Parmi ses nombreuses compositions (jazz, symphonique ou de chambre, cantate, solo…), Music For Trees est le projet monumental de List : il en écrit les 24 pièces de 1986 à 1989, autant d’heures d’un voyage poétique, chacune dédiée à un arbre du monde (il habitait près du Jardin Botanique à Liège). « Initialement destinées aux instruments électroniques de l’époque, au fil du temps, il adapte les partitions pour des formules différentes. Le Garrett List Ensemble ou l’Orchestre National de Belgique en joueront des parties, mais Music For Trees n’est jamais proposé dans son intégralité, n’est jamais réfléchi comme un ensemble de 24 pièces. »

C’est donc une première mondiale que proposent Adrien Lambinet et Manu Louis, à Liège (avant des dates en Wallonie), le 12 mai au Mithra Jazz (neuf pièces pour orchestre de chambre et quatre électroniques) et le 26 novembre à la Salle Philharmonique de Liège (trois pièces symphoniques). « On a donc réfléchi.
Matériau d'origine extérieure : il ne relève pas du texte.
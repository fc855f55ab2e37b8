//! Error handling for the server.

use axum::{
    http::{header, HeaderValue, StatusCode},
    response::{IntoResponse, Response},
    Json,
};
use mvcauth_core::{BackendError, GrantError, GrantErrorKind};
use serde::Serialize;
use thiserror::Error;

/// Application error type.
#[derive(Debug, Error)]
pub enum AppError {
    /// Authentication is required or the presented credentials were rejected.
    #[error("unauthorized: {message}")]
    Unauthorized {
        /// `WWW-Authenticate` values, one per enabled scheme.
        challenges: Vec<String>,
        message: String,
    },

    /// Authenticated, but not allowed to perform the request.
    #[error("forbidden: {0}")]
    Forbidden(String),

    /// OAuth2 request rejected, or the store failed while serving it.
    #[error(transparent)]
    Grant(#[from] GrantError),

    /// A credential or token backend is unavailable.
    #[error(transparent)]
    Backend(#[from] BackendError),

    /// Bad request.
    #[error("bad request: {0}")]
    BadRequest(String),

    /// Not found.
    #[error("not found: {0}")]
    NotFound(String),

    /// Internal server error.
    #[error("internal error: {0}")]
    Internal(String),
}

/// Error response body.
#[derive(Serialize)]
pub struct ErrorResponse {
    /// Error flag.
    pub error: bool,
    /// Error code.
    pub code: String,
    /// Error message.
    pub message: String,
}

/// OAuth2 error response body (RFC 6749 section 5.2).
#[derive(Serialize)]
pub struct OAuthErrorResponse {
    pub error: String,
    pub error_description: String,
}

fn grant_status(kind: GrantErrorKind) -> StatusCode {
    match kind {
        GrantErrorKind::InvalidClient | GrantErrorKind::InvalidToken => StatusCode::UNAUTHORIZED,
        GrantErrorKind::InsufficientScope => StatusCode::FORBIDDEN,
        _ => StatusCode::BAD_REQUEST,
    }
}

fn error_body(status: StatusCode, code: &str, message: String) -> Response {
    let body = ErrorResponse {
        error: true,
        code: code.to_string(),
        message,
    };
    (status, Json(body)).into_response()
}

impl IntoResponse for AppError {
    fn into_response(self) -> Response {
        match self {
            AppError::Unauthorized {
                challenges,
                message,
            } => {
                let mut response = error_body(StatusCode::UNAUTHORIZED, "UNAUTHORIZED", message);
                let headers = response.headers_mut();
                for challenge in challenges {
                    if let Ok(value) = HeaderValue::from_str(&challenge) {
                        headers.append(header::WWW_AUTHENTICATE, value);
                    }
                }
                response
            }
            AppError::Grant(GrantError::Rejected { kind, description }) => {
                let body = OAuthErrorResponse {
                    error: kind.as_str().to_string(),
                    error_description: description,
                };
                let mut response = (grant_status(kind), Json(body)).into_response();
                response
                    .headers_mut()
                    .insert(header::CACHE_CONTROL, HeaderValue::from_static("no-store"));
                response
            }
            AppError::Grant(GrantError::Backend(err)) | AppError::Backend(err) => {
                tracing::error!(error = %err, "backend unavailable");
                error_body(
                    StatusCode::SERVICE_UNAVAILABLE,
                    "BACKEND_UNAVAILABLE",
                    err.to_string(),
                )
            }
            AppError::Forbidden(msg) => error_body(StatusCode::FORBIDDEN, "FORBIDDEN", msg),
            AppError::BadRequest(msg) => error_body(StatusCode::BAD_REQUEST, "BAD_REQUEST", msg),
            AppError::NotFound(msg) => error_body(StatusCode::NOT_FOUND, "NOT_FOUND", msg),
            AppError::Internal(msg) => {
                error_body(StatusCode::INTERNAL_SERVER_ERROR, "INTERNAL_ERROR", msg)
            }
        }
    }
}

impl From<tokio::task::JoinError> for AppError {
    fn from(err: tokio::task::JoinError) -> Self {
        AppError::Internal(format!("authentication task failed: {}", err))
    }
}
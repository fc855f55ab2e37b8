//! Credential and token storage backends.
//!
//! The verifiers and the grant engine only talk to storage through the
//! traits defined here:
//!
//! - [`PasswordFileBackend`]: Basic credentials (htpasswd)
//! - [`DigestFileBackend`]: Digest credentials (htdigest)
//! - [`OAuth2StoreBackend`]: clients, access tokens and authorization codes
//!
//! Implementations must tolerate concurrent readers. Writes to the OAuth2
//! store are serialised by the implementation, and
//! [`OAuth2StoreBackend::consume_authorization_code`] must be atomic.

mod htdigest;
mod htpasswd;
mod memory;
mod sled_store;

pub use htdigest::{digest_ha1, HtdigestFile};
pub use htpasswd::{apr1_crypt, sha1_hash, verify_password, HtpasswdFile};
pub use memory::MemoryOAuth2Store;
pub use sled_store::SledOAuth2Store;

use std::sync::Arc;

use chrono::{DateTime, Utc};

use crate::error::{BackendResult, ConfigError, ConfigResult};
use crate::oauth2::{AuthorizationCodeRecord, ClientRecord, TokenRecord};
use crate::policy::StoreConfig;

/// Looks up password hashes by user name.
pub trait PasswordFileBackend: Send + Sync {
    /// Stored hash for `username`, or `None` if the user is unknown.
    fn lookup(&self, username: &str) -> BackendResult<Option<String>>;
}

/// Looks up Digest `HA1` values by user name and realm.
pub trait DigestFileBackend: Send + Sync {
    /// Stored `HA1` for `username` in `realm`, or `None` if unknown.
    fn lookup(&self, username: &str, realm: &str) -> BackendResult<Option<String>>;
}

/// Persistent OAuth2 client, token and authorization code store.
pub trait OAuth2StoreBackend: Send + Sync {
    fn get_client(&self, client_id: &str) -> BackendResult<Option<ClientRecord>>;

    /// Insert or replace a client.
    fn put_client(&self, client: &ClientRecord) -> BackendResult<()>;

    fn get_access_token(&self, token: &str) -> BackendResult<Option<TokenRecord>>;

    fn put_access_token(&self, token: &TokenRecord) -> BackendResult<()>;

    /// Remove an access token. Returns whether it existed.
    fn revoke_access_token(&self, token: &str) -> BackendResult<bool>;

    fn get_authorization_code(&self, code: &str) -> BackendResult<Option<AuthorizationCodeRecord>>;

    fn put_authorization_code(&self, code: &AuthorizationCodeRecord) -> BackendResult<()>;

    /// Atomically remove a code and return it.
    ///
    /// Of any number of concurrent calls for the same code, at most one
    /// returns `Some`.
    fn consume_authorization_code(
        &self,
        code: &str,
    ) -> BackendResult<Option<AuthorizationCodeRecord>>;

    /// Remove every access token and authorization code expired at `now`.
    /// Returns the number of entries removed.
    fn purge_expired(&self, now: DateTime<Utc>) -> BackendResult<usize>;
}

/// Open the OAuth2 store named by `config.dsn`.
///
/// Supported DSNs:
/// - `memory:`: process-local store
/// - `sled:<path>`: sled database at `<path>`
pub fn open_store(config: &StoreConfig) -> ConfigResult<Arc<dyn OAuth2StoreBackend>> {
    let dsn = config.dsn.trim();

    if dsn == "memory:" || dsn == "memory" {
        tracing::info!("using in-memory OAuth2 store");
        return Ok(Arc::new(MemoryOAuth2Store::new()));
    }

    if let Some(path) = dsn.strip_prefix("sled:") {
        let path = path.strip_prefix("//").unwrap_or(path);
        if path.is_empty() {
            return Err(ConfigError::InvalidValue {
                key: "dsn",
                reason: "sled DSN requires a path".to_string(),
            });
        }
        let store = SledOAuth2Store::open_path(path).map_err(|e| ConfigError::Backend {
            backend: format!("OAuth2 store {}", dsn),
            reason: e.to_string(),
        })?;
        tracing::info!(path, "opened sled OAuth2 store");
        return Ok(Arc::new(store));
    }

    Err(ConfigError::InvalidValue {
        key: "dsn",
        reason: format!("unsupported store driver in '{}'", dsn),
    })
}

#[cfg(test)]
mod tests {
    use super::*;

    #[test]
    fn test_open_memory_store() {
        let store = open_store(&StoreConfig::new("memory:")).unwrap();
        assert!(store.get_client("missing").unwrap().is_none());
    }

    #[test]
    fn test_open_sled_store() {
        let dir = tempfile::tempdir().unwrap();
        let dsn = format!("sled:{}", dir.path().join("oauth2").display());
        let store = open_store(&StoreConfig::new(dsn)).unwrap();
        store.put_client(&ClientRecord::new("svc")).unwrap();
        assert!(store.get_client("svc").unwrap().is_some());
    }

    #[test]
    fn test_unsupported_dsn() {
        let err = open_store(&StoreConfig::new("mysql:host=localhost;dbname=oauth")).err();
        assert!(matches!(err, Some(ConfigError::InvalidValue { key: "dsn", .. })));

        let err = open_store(&StoreConfig::new("sled:")).err();
        assert!(matches!(err, Some(ConfigError::InvalidValue { .. })));
    }
}
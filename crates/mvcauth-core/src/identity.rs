//! Authenticated principal.

use std::fmt;

use chrono::{DateTime, Utc};
use serde::{Deserialize, Serialize};

use crate::oauth2::parse_scope;

/// Authentication scheme a verifier implements.
#[derive(Debug, Clone, Copy, PartialEq, Eq, PartialOrd, Ord, Hash, Serialize, Deserialize)]
#[serde(rename_all = "lowercase")]
pub enum AuthScheme {
    Basic,
    Digest,
    Bearer,
}

impl AuthScheme {
    pub fn as_str(&self) -> &'static str {
        match self {
            AuthScheme::Basic => "basic",
            AuthScheme::Digest => "digest",
            AuthScheme::Bearer => "bearer",
        }
    }
}

impl fmt::Display for AuthScheme {
    fn fmt(&self, f: &mut fmt::Formatter<'_>) -> fmt::Result {
        f.write_str(self.as_str())
    }
}

/// Principal produced by a successful verification.
///
/// Scoped to the request that produced it.
#[derive(Debug, Clone, PartialEq, Eq, Serialize, Deserialize)]
pub struct Identity {
    /// User name, or the OAuth2 resource owner (client id when the token has
    /// no resource owner).
    pub subject: String,
    /// Scheme of the verifier that produced this identity.
    pub scheme: AuthScheme,
    /// OAuth2 client the bearer token was issued to.
    #[serde(skip_serializing_if = "Option::is_none")]
    pub client_id: Option<String>,
    /// Space-delimited OAuth2 scope.
    #[serde(skip_serializing_if = "Option::is_none")]
    pub scope: Option<String>,
    /// Bearer token expiry.
    #[serde(skip_serializing_if = "Option::is_none")]
    pub expires_at: Option<DateTime<Utc>>,
}

impl Identity {
    /// Identity for a user verified by an HTTP scheme.
    pub fn http(subject: impl Into<String>, scheme: AuthScheme) -> Self {
        Self {
            subject: subject.into(),
            scheme,
            client_id: None,
            scope: None,
            expires_at: None,
        }
    }

    /// Whether the identity carries every scope in `required`.
    ///
    /// Identities from HTTP schemes carry no scope.
    pub fn has_scope(&self, required: &str) -> bool {
        let granted = self.scope.as_deref().map(parse_scope).unwrap_or_default();
        parse_scope(required).is_subset(&granted)
    }
}
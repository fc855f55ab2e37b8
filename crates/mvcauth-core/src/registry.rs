//! Registry of credential verifiers, keyed by scheme.

use std::collections::BTreeMap;
use std::sync::Arc;

use crate::backend::{DigestFileBackend, PasswordFileBackend};
use crate::clock::Clock;
use crate::identity::AuthScheme;
use crate::oauth2::GrantEngine;
use crate::policy::{AuthPolicy, HttpScheme, DEFAULT_REALM};
use crate::verifier::{
    BasicVerifier, BearerVerifier, CredentialVerifier, Credentials, DigestVerifier, FailureReason,
    NonceManager,
};

/// Backends the registry binds verifiers to.
#[derive(Default, Clone)]
pub struct VerifierBackends {
    pub password: Option<Arc<dyn PasswordFileBackend>>,
    pub digest: Option<Arc<dyn DigestFileBackend>>,
    pub grant_engine: Option<Arc<GrantEngine>>,
}

/// Holds at most one verifier per scheme.
#[derive(Default, Clone)]
pub struct CredentialVerifierRegistry {
    verifiers: BTreeMap<AuthScheme, Arc<dyn CredentialVerifier>>,
}

impl CredentialVerifierRegistry {
    pub fn new() -> Self {
        Self::default()
    }

    /// Build the verifiers enabled by `policy`.
    ///
    /// A scheme enabled by the policy but lacking a backend is skipped with a
    /// warning.
    pub fn build(policy: &AuthPolicy, backends: VerifierBackends, clock: Arc<dyn Clock>) -> Self {
        let mut registry = Self::new();
        let realm = policy.realm().unwrap_or(DEFAULT_REALM);

        if policy.accepts(HttpScheme::Basic) {
            match backends.password {
                Some(backend) => {
                    registry.register(Arc::new(BasicVerifier::new(backend, realm)));
                }
                None => tracing::warn!("basic authentication enabled without a password backend"),
            }
        }

        if policy.accepts(HttpScheme::Digest) {
            match (backends.digest, policy.nonce_timeout()) {
                (Some(backend), Some(timeout)) => {
                    let nonces = NonceManager::new(realm, timeout, clock);
                    registry.register(Arc::new(DigestVerifier::new(
                        backend,
                        realm,
                        policy.digest_domains().to_vec(),
                        nonces,
                    )));
                }
                _ => tracing::warn!("digest authentication enabled without a digest backend"),
            }
        }

        if let Some(engine) = backends.grant_engine {
            registry.register(Arc::new(BearerVerifier::new(engine, realm)));
        }

        registry
    }

    /// Add a verifier, returning the one it replaced.
    pub fn register(
        &mut self,
        verifier: Arc<dyn CredentialVerifier>,
    ) -> Option<Arc<dyn CredentialVerifier>> {
        let scheme = verifier.scheme();
        tracing::debug!(%scheme, "registered credential verifier");
        self.verifiers.insert(scheme, verifier)
    }

    /// Verifier for the scheme the credentials were presented under.
    pub fn select(&self, credentials: &Credentials) -> Option<&Arc<dyn CredentialVerifier>> {
        self.get(credentials.scheme())
    }

    pub fn get(&self, scheme: AuthScheme) -> Option<&Arc<dyn CredentialVerifier>> {
        self.verifiers.get(&scheme)
    }

    pub fn contains(&self, scheme: AuthScheme) -> bool {
        self.verifiers.contains_key(&scheme)
    }

    /// Registered schemes, in `Basic`, `Digest`, `Bearer` order.
    pub fn schemes(&self) -> Vec<AuthScheme> {
        self.verifiers.keys().copied().collect()
    }

    pub fn len(&self) -> usize {
        self.verifiers.len()
    }

    pub fn is_empty(&self) -> bool {
        self.verifiers.is_empty()
    }

    /// `WWW-Authenticate` values for every registered scheme.
    ///
    /// `failure` tailors the challenge of the scheme that rejected the
    /// request.
    pub fn challenges(&self, failure: Option<(AuthScheme, &FailureReason)>) -> Vec<String> {
        self.verifiers
            .iter()
            .map(|(scheme, verifier)| {
                let reason = failure
                    .filter(|(failed, _)| failed == scheme)
                    .map(|(_, reason)| reason);
                verifier.challenge(reason)
            })
            .collect()
    }
}
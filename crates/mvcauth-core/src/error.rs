//! Error types for configuration, storage backends and OAuth2 grants.
//!
//! Authentication failures are not errors: they are reported as
//! [`AuthResult::Failed`](crate::listener::AuthResult::Failed). The types in
//! this module cover the conditions that abort construction (`ConfigError`),
//! make a backend unusable for one request (`BackendError`), or reject an
//! OAuth2 token request (`GrantError`).

use std::fmt;

use thiserror::Error;

/// Startup configuration errors.
///
/// Raised once, while resolving the configuration tree or opening the
/// backends it references. Construction of the listener aborts.
#[derive(Debug, Error)]
pub enum ConfigError {
    /// A required key is absent from a configured section.
    #[error("{key} is required when configuring {section}")]
    MissingKey {
        /// Section being configured.
        section: &'static str,
        /// Missing key.
        key: &'static str,
    },

    /// Digest was requested without both of its required settings.
    #[error("both digest_domains and nonce_timeout are required for HTTP digest authentication")]
    DigestIncomplete,

    /// A key is present but its value cannot be used.
    #[error("invalid value for {key}: {reason}")]
    InvalidValue {
        /// Offending key.
        key: &'static str,
        /// Why the value was rejected.
        reason: String,
    },

    /// The configuration tree does not have the expected shape.
    #[error("malformed configuration: {0}")]
    Malformed(String),

    /// A backend referenced by the configuration could not be opened.
    #[error("failed to open {backend}: {reason}")]
    Backend {
        /// Backend description (e.g. `htpasswd file /etc/api.htpasswd`).
        backend: String,
        /// Underlying failure.
        reason: String,
    },
}

/// Result type for configuration resolution.
pub type ConfigResult<T> = Result<T, ConfigError>;

/// Backend I/O errors.
///
/// Fatal for the request that hit them, never for the process. Callers treat
/// these as a 5xx-class condition, distinct from an authentication failure.
#[derive(Debug, Error)]
pub enum BackendError {
    /// The store could not be reached or failed mid-operation.
    #[error("backend unavailable: {0}")]
    Unavailable(String),

    /// A stored record could not be decoded.
    #[error("corrupt record: {0}")]
    Corrupt(String),
}

impl From<sled::Error> for BackendError {
    fn from(err: sled::Error) -> Self {
        BackendError::Unavailable(err.to_string())
    }
}

impl From<std::io::Error> for BackendError {
    fn from(err: std::io::Error) -> Self {
        BackendError::Unavailable(err.to_string())
    }
}

/// Result type for backend operations.
pub type BackendResult<T> = Result<T, BackendError>;

/// OAuth2 error codes (RFC 6749 section 5.2 and RFC 6750 section 3.1).
#[derive(Debug, Clone, Copy, PartialEq, Eq, Hash)]
pub enum GrantErrorKind {
    /// Missing or malformed request parameter.
    InvalidRequest,
    /// Client authentication failed.
    InvalidClient,
    /// Authorization code is unknown, expired, already used or bound elsewhere.
    InvalidGrant,
    /// The client may not use the requested grant type.
    UnauthorizedClient,
    /// The grant type is not supported by this server.
    UnsupportedGrantType,
    /// The requested scope exceeds what the client may request.
    InvalidScope,
    /// The access token is absent, expired or revoked.
    InvalidToken,
    /// The access token does not carry a required scope.
    InsufficientScope,
}

impl GrantErrorKind {
    /// Wire code as sent in the `error` field.
    pub fn as_str(&self) -> &'static str {
        match self {
            GrantErrorKind::InvalidRequest => "invalid_request",
            GrantErrorKind::InvalidClient => "invalid_client",
            GrantErrorKind::InvalidGrant => "invalid_grant",
            GrantErrorKind::UnauthorizedClient => "unauthorized_client",
            GrantErrorKind::UnsupportedGrantType => "unsupported_grant_type",
            GrantErrorKind::InvalidScope => "invalid_scope",
            GrantErrorKind::InvalidToken => "invalid_token",
            GrantErrorKind::InsufficientScope => "insufficient_scope",
        }
    }
}

impl fmt::Display for GrantErrorKind {
    fn fmt(&self, f: &mut fmt::Formatter<'_>) -> fmt::Result {
        f.write_str(self.as_str())
    }
}

/// OAuth2 grant and token-validation errors.
#[derive(Debug, Error)]
pub enum GrantError {
    /// The request was understood and rejected.
    #[error("{kind}: {description}")]
    Rejected {
        /// OAuth2 error code.
        kind: GrantErrorKind,
        /// Human-readable description.
        description: String,
    },

    /// The store failed while serving the request.
    #[error(transparent)]
    Backend(#[from] BackendError),
}

impl GrantError {
    /// Build a rejection of the given kind.
    pub fn rejected(kind: GrantErrorKind, description: impl Into<String>) -> Self {
        GrantError::Rejected {
            kind,
            description: description.into(),
        }
    }

    pub fn invalid_request(description: impl Into<String>) -> Self {
        Self::rejected(GrantErrorKind::InvalidRequest, description)
    }

    pub fn invalid_client(description: impl Into<String>) -> Self {
        Self::rejected(GrantErrorKind::InvalidClient, description)
    }

    pub fn invalid_grant(description: impl Into<String>) -> Self {
        Self::rejected(GrantErrorKind::InvalidGrant, description)
    }

    pub fn invalid_token(description: impl Into<String>) -> Self {
        Self::rejected(GrantErrorKind::InvalidToken, description)
    }

    /// OAuth2 error code, if this is a rejection rather than a backend failure.
    pub fn kind(&self) -> Option<GrantErrorKind> {
        match self {
            GrantError::Rejected { kind, .. } => Some(*kind),
            GrantError::Backend(_) => None,
        }
    }

    /// Whether this error came from the store rather than the request.
    pub fn is_backend(&self) -> bool {
        matches!(self, GrantError::Backend(_))
    }
}

/// Result type for OAuth2 operations.
pub type GrantResult<T> = Result<T, GrantError>;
D’abord de façon un peu irréaliste : une performance de près de 4 heures de musique, tout l’un derrière l’autre ? Dingue… et cher. Donc, retour sur terre et en quatre parties, avec l’Orchestre Philharmonique Royal de Liège, l’Orchestre Symphonique du Conservatoire royal de Liège et l’Orchestra ViVo ! »

« Vivo est sans doute le groupe instrumental le plus abouti de sa carrière : il a la couleur du symphonique – Garrett était un grand amoureux de cette forme orchestrale – mais avec certaines formes de liberté, trop absentes dans la musique du 19e siècle. Ici, il n’y a pas de hiérarchie, pas de chef, les interprètes jouent leur propre musique » : pas d’instrumentiste-esclave de la partition d’un autre et une façon de prendre ses repères qui « ouvre les oreilles et oblige à se concentrer mais qui donne une autre force ».

Music For Trees, c’est l’écriture musicale de Garrett List mise au centre. Ses pièces électroniques réactualisées dans des interfaces dynamiques. La voix magnifique de Lynn Cassiers. Et une mise en scène inspirante signée Denis Mpunga.